### DATA RECORDS ###
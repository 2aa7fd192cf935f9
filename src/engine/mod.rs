pub mod estimate;
pub mod fertilizer;
pub mod score;

use crate::dataset::FertilizerTable;
use crate::enrich::{weather, Enrichment};
use crate::registry::AdvisoryRegistry;
use crate::types::profile::CropProfile;
use crate::types::report::{
    AdvisoryReport, CropSuggestion, DataSources, WeatherBlock,
};
use crate::types::signals::FieldConditions;
use rand::Rng;
use tracing::debug;

/// Scores every crop in the registry, ranks them, truncates to `top_k`, and
/// attaches yield/profit estimates and a fertilizer plan to each pick.
pub fn recommend<R: Rng + ?Sized>(
    registry: &AdvisoryRegistry,
    fertilizer_table: &FertilizerTable,
    conditions: &FieldConditions,
    enrichment: &Enrichment,
    top_k: usize,
    rng: &mut R,
) -> AdvisoryReport {
    let mut scored: Vec<(&CropProfile, u32)> = registry
        .crops()
        .iter()
        .map(|crop| (crop, score::score_crop(crop, conditions, enrichment)))
        .collect();
    // Stable sort keeps registry order for equal scores.
    scored.sort_by(|a, b| b.1.cmp(&a.1));

    let recommendations = scored
        .into_iter()
        .take(top_k)
        .map(|(crop, score)| {
            debug!(crop = crop.name, score, "selected crop");
            let estimate = estimate::estimate(crop, score, rng);
            let plan = fertilizer::recommend(
                fertilizer_table,
                crop.name,
                &conditions.soil_type,
                conditions.ph_level,
            );
            CropSuggestion {
                name: crop.name.to_string(),
                expected_yield: format_yield(crop, estimate.yield_value),
                profit: format_inr(estimate.profit_value),
                sustainability: crop.sustainability.display().to_string(),
                score,
                emoji: crop.glyph.to_string(),
                fertilizer: plan,
            }
        })
        .collect();

    let weather_analysis = enrichment.weather.as_ref().map(weather::assess);
    let weather_source = if enrichment.weather.is_some() {
        "live"
    } else {
        "optimized"
    };

    AdvisoryReport {
        recommendations,
        location_analyzed: conditions.location.clone(),
        region_detected: enrichment.region.clone(),
        coordinates: enrichment.coordinates,
        land_use_data: enrichment.land_use.clone(),
        weather_data: WeatherBlock {
            current: enrichment.weather.clone(),
            analysis: weather_analysis,
            source: weather_source,
        },
        data_sources: DataSources {
            geocoding: "optimized",
            land_use: enrichment.land_use.provenance.as_str(),
            soil_data: if enrichment.soil_sample.is_some() {
                "provided"
            } else {
                "estimated"
            },
            weather: weather_source,
        },
    }
}

/// Renders a yield value with the crop's unit and precision metadata.
fn format_yield(crop: &CropProfile, value: f64) -> String {
    match crop.yield_decimals {
        0 => format!("{value:.0} {}", crop.yield_unit),
        _ => format!("{value:.1} {}", crop.yield_unit),
    }
}

/// Rupee amount with thousands grouping, e.g. ₹45,230.
fn format_inr(value: f64) -> String {
    let rounded = value.round().max(0.0) as u64;
    let digits = rounded.to_string();
    let mut grouped = String::with_capacity(digits.len() + digits.len() / 3 + 1);
    for (index, digit) in digits.chars().enumerate() {
        if index > 0 && (digits.len() - index) % 3 == 0 {
            grouped.push(',');
        }
        grouped.push(digit);
    }
    format!("₹{grouped}")
}

#[cfg(test)]
mod tests {
    use super::*;
    use crate::dataset::NpkBaseline;
    use crate::types::report::Coordinates;
    use crate::types::signals::{LandUseSignal, Provenance};
    use rand::rngs::StdRng;
    use rand::SeedableRng;

    fn conditions() -> FieldConditions {
        FieldConditions {
            soil_type: "loamy".to_string(),
            water_availability: "high".to_string(),
            location: "Ludhiana, Punjab".to_string(),
            past_crops: "wheat".to_string(),
            ph_level: 6.5,
        }
    }

    fn enrichment() -> Enrichment {
        Enrichment {
            region: "punjab".to_string(),
            coordinates: Coordinates {
                lat: 30.7333,
                lon: 76.7794,
            },
            land_use: LandUseSignal {
                agriculture: 50.0,
                forest: 20.0,
                water: 10.0,
                barren: 20.0,
                provenance: Provenance::Optimized,
            },
            weather: None,
            soil_sample: None,
        }
    }

    fn table() -> FertilizerTable {
        FertilizerTable::from_rows(vec![(
            "rice".to_string(),
            NpkBaseline::new(80.0, 35.0, 45.0),
        )])
    }

    #[test]
    fn recommend_truncates_to_top_k_in_score_order() {
        let registry = AdvisoryRegistry::builtin();
        let mut rng = StdRng::seed_from_u64(1);
        let report = recommend(
            &registry,
            &table(),
            &conditions(),
            &enrichment(),
            4,
            &mut rng,
        );

        assert_eq!(report.recommendations.len(), 4);
        let scores: Vec<u32> = report
            .recommendations
            .iter()
            .map(|suggestion| suggestion.score)
            .collect();
        let mut sorted = scores.clone();
        sorted.sort_by(|a, b| b.cmp(a));
        assert_eq!(scores, sorted, "recommendations should be ranked");
        assert_eq!(report.recommendations[0].name, "Rice");
        assert_eq!(report.region_detected, "punjab");
    }

    #[test]
    fn recommend_attaches_fertilizer_plans_per_crop() {
        let registry = AdvisoryRegistry::builtin();
        let mut rng = StdRng::seed_from_u64(1);
        let report = recommend(
            &registry,
            &table(),
            &conditions(),
            &enrichment(),
            2,
            &mut rng,
        );

        let rice = &report.recommendations[0];
        assert_eq!(rice.name, "Rice");
        assert_eq!(rice.fertilizer.nitrogen, 80);
        // Sugarcane has no dataset row, so it takes the defaults.
        let sugarcane = &report.recommendations[1];
        assert_eq!(sugarcane.name, "Sugarcane");
        assert_eq!(sugarcane.fertilizer.nitrogen, 80);
        assert_eq!(sugarcane.fertilizer.phosphorus, 35);
        assert_eq!(sugarcane.fertilizer.potassium, 45);
    }

    #[test]
    fn data_sources_reflect_signal_provenance() {
        let registry = AdvisoryRegistry::builtin();
        let mut rng = StdRng::seed_from_u64(1);
        let report = recommend(
            &registry,
            &table(),
            &conditions(),
            &enrichment(),
            1,
            &mut rng,
        );
        assert_eq!(report.data_sources.land_use, "optimized");
        assert_eq!(report.data_sources.weather, "optimized");
        assert_eq!(report.data_sources.soil_data, "estimated");
        assert!(report.weather_data.current.is_none());
        assert!(report.weather_data.analysis.is_none());
    }

    #[test]
    fn yield_strings_respect_crop_formatting_metadata() {
        let registry = AdvisoryRegistry::builtin();
        let sugarcane = registry
            .find_crop("Sugarcane")
            .expect("sugarcane should exist");
        let rice = registry.find_crop("Rice").expect("rice should exist");
        assert_eq!(format_yield(sugarcane, 412.345), "412 tonnes/acre");
        assert_eq!(format_yield(rice, 28.46), "28.5 q/acre");
    }

    #[test]
    fn rupee_amounts_group_thousands() {
        assert_eq!(format_inr(45230.4), "₹45,230");
        assert_eq!(format_inr(812.0), "₹812");
        assert_eq!(format_inr(1234567.0), "₹1,234,567");
    }
}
###
> _REQUIRED WORK_
The records above are to be duplicated word for word.

> _REPLY_
repository 2aa7fd192cf935f9
filename src/engine/mod.rs
pub mod estimate;
pub mod fertilizer;
pub mod score;

use crate::dataset::FertilizerTable;
use crate::enrich::{weather, Enrichment};
use crate::registry::AdvisoryRegistry;
use crate::types::profile::CropProfile;
use crate::types::report::{
    AdvisoryReport, CropSuggestion, DataSources, WeatherBlock,
};
use crate::types::signals::FieldConditions;
use rand::Rng;
use tracing::debug;

/// Scores every crop in the registry, ranks them, truncates to `top_k`, and
/// attaches yield/profit estimates and a fertilizer plan to each pick.
pub fn recommend<R: Rng + ?Sized>(
    registry: &AdvisoryRegistry,
    fertilizer_table: &FertilizerTable,
    conditions: &FieldConditions,
    enrichment: &Enrichment,
    top_k: usize,
    rng: &mut R,
) -> AdvisoryReport {
    let mut scored: Vec<(&CropProfile, u32)> = registry
        .crops()
        .iter()
        .map(|crop| (crop, score::score_crop(crop, conditions, enrichment)))
        .collect();
    // Stable sort keeps registry order for equal scores.
    scored.sort_by(|a, b| b.1.cmp(&a.1));

    let recommendations = scored
        .into_iter()
        .take(top_k)
        .map(|(crop, score)| {
            debug!(crop = crop.name, score, "selected crop");
            let estimate = estimate::estimate(crop, score, rng);
            let plan = fertilizer::recommend(
                fertilizer_table,
                crop.name,
                &conditions.soil_type,
                conditions.ph_level,
            );
            CropSuggestion {
                name: crop.name.to_string(),
                expected_yield: format_yield(crop, estimate.yield_value),
                profit: format_inr(estimate.profit_value),
                sustainability: crop.sustainability.display().to_string(),
                score,
                emoji: crop.glyph.to_string(),
                fertilizer: plan,
            }
        })
        .collect();

    let weather_analysis = enrichment.weather.as_ref().map(weather::assess);
    let weather_source = if enrichment.weather.is_some() {
        "live"
    } else {
        "optimized"
    };

    AdvisoryReport {
        recommendations,
        location_analyzed: conditions.location.clone(),
        region_detected: enrichment.region.clone(),
        coordinates: enrichment.coordinates,
        land_use_data: enrichment.land_use.clone(),
        weather_data: WeatherBlock {
            current: enrichment.weather.clone(),
            analysis: weather_analysis,
            source: weather_source,
        },
        data_sources: DataSources {
            geocoding: "optimized",
            land_use: enrichment.land_use.provenance.as_str(),
            soil_data: if enrichment.soil_sample.is_some() {
                "provided"
            } else {
                "estimated"
            },
            weather: weather_source,
        },
    }
}

/// Renders a yield value with the crop's unit and precision metadata.
fn format_yield(crop: &CropProfile, value: f64) -> String {
    match crop.yield_decimals {
        0 => format!("{value:.0} {}", crop.yield_unit),
        _ => format!("{value:.1} {}", crop.yield_unit),
    }
}

/// Rupee amount with thousands grouping, e.g. ₹45,230.
fn format_inr(value: f64) -> String {
    let rounded = value.round().max(0.0) as u64;
    let digits = rounded.to_string();
    let mut grouped = String::with_capacity(digits.len() + digits.len() / 3 + 1);
    for (index, digit) in digits.chars().enumerate() {
        if index > 0 && (digits.len() - index) % 3 == 0 {
            grouped.push(',');
        }
        grouped.push(digit);
    }
    format!("₹{grouped}")
}

#[cfg(test)]
mod tests {
    use super::*;
    use crate::dataset::NpkBaseline;
    use crate::types::report::Coordinates;
    use crate::types::signals::{LandUseSignal, Provenance};
    use rand::rngs::StdRng;
    use rand::SeedableRng;

    fn conditions() -> FieldConditions {
        FieldConditions {
            soil_type: "loamy".to_string(),
            water_availability: "high".to_string(),
            location: "Ludhiana, Punjab".to_string(),
            past_crops: "wheat".to_string(),
            ph_level: 6.5,
        }
    }

    fn enrichment() -> Enrichment {
        Enrichment {
            region: "punjab".to_string(),
            coordinates: Coordinates {
                lat: 30.7333,
                lon: 76.7794,
            },
            land_use: LandUseSignal {
                agriculture: 50.0,
                forest: 20.0,
                water: 10.0,
                barren: 20.0,
                provenance: Provenance::Optimized,
            },
            weather: None,
            soil_sample: None,
        }
    }

    fn table() -> FertilizerTable {
        FertilizerTable::from_rows(vec![(
            "rice".to_string(),
            NpkBaseline::new(80.0, 35.0, 45.0),
        )])
    }

    #[test]
    fn recommend_truncates_to_top_k_in_score_order() {
        let registry = AdvisoryRegistry::builtin();
        let mut rng = StdRng::seed_from_u64(1);
        let report = recommend(
            &registry,
            &table(),
            &conditions(),
            &enrichment(),
            4,
            &mut rng,
        );

        assert_eq!(report.recommendations.len(), 4);
        let scores: Vec<u32> = report
            .recommendations
            .iter()
            .map(|suggestion| suggestion.score)
            .collect();
        let mut sorted = scores.clone();
        sorted.sort_by(|a, b| b.cmp(a));
        assert_eq!(scores, sorted, "recommendations should be ranked");
        assert_eq!(report.recommendations[0].name, "Rice");
        assert_eq!(report.region_detected, "punjab");
    }

    #[test]
    fn recommend_attaches_fertilizer_plans_per_crop() {
        let registry = AdvisoryRegistry::builtin();
        let mut rng = StdRng::seed_from_u64(1);
        let report = recommend(
            &registry,
            &table(),
            &conditions(),
            &enrichment(),
            2,
            &mut rng,
        );

        let rice = &report.recommendations[0];
        assert_eq!(rice.name, "Rice");
        assert_eq!(rice.fertilizer.nitrogen, 80);
        // Sugarcane has no dataset row, so it takes the defaults.
        let sugarcane = &report.recommendations[1];
        assert_eq!(sugarcane.name, "Sugarcane");
        assert_eq!(sugarcane.fertilizer.nitrogen, 80);
        assert_eq!(sugarcane.fertilizer.phosphorus, 35);
        assert_eq!(sugarcane.fertilizer.potassium, 45);
    }

    #[test]
    fn data_sources_reflect_signal_provenance() {
        let registry = AdvisoryRegistry::builtin();
        let mut rng = StdRng::seed_from_u64(1);
        let report = recommend(
            &registry,
            &table(),
            &conditions(),
            &enrichment(),
            1,
            &mut rng,
        );
        assert_eq!(report.data_sources.land_use, "optimized");
        assert_eq!(report.data_sources.weather, "optimized");
        assert_eq!(report.data_sources.soil_data, "estimated");
        assert!(report.weather_data.current.is_none());
        assert!(report.weather_data.analysis.is_none());
    }

    #[test]
    fn yield_strings_respect_crop_formatting_metadata() {
        let registry = AdvisoryRegistry::builtin();
        let sugarcane = registry
            .find_crop("Sugarcane")
            .expect("sugarcane should exist");
        let rice = registry.find_crop("Rice").expect("rice should exist");
        assert_eq!(format_yield(sugarcane, 412.345), "412 tonnes/acre");
        assert_eq!(format_yield(rice, 28.46), "28.5 q/acre");
    }

    #[test]
    fn rupee_amounts_group_thousands() {
        assert_eq!(format_inr(45230.4), "₹45,230");
        assert_eq!(format_inr(812.0), "₹812");
        assert_eq!(format_inr(1234567.0), "₹1,234,567");
    }
}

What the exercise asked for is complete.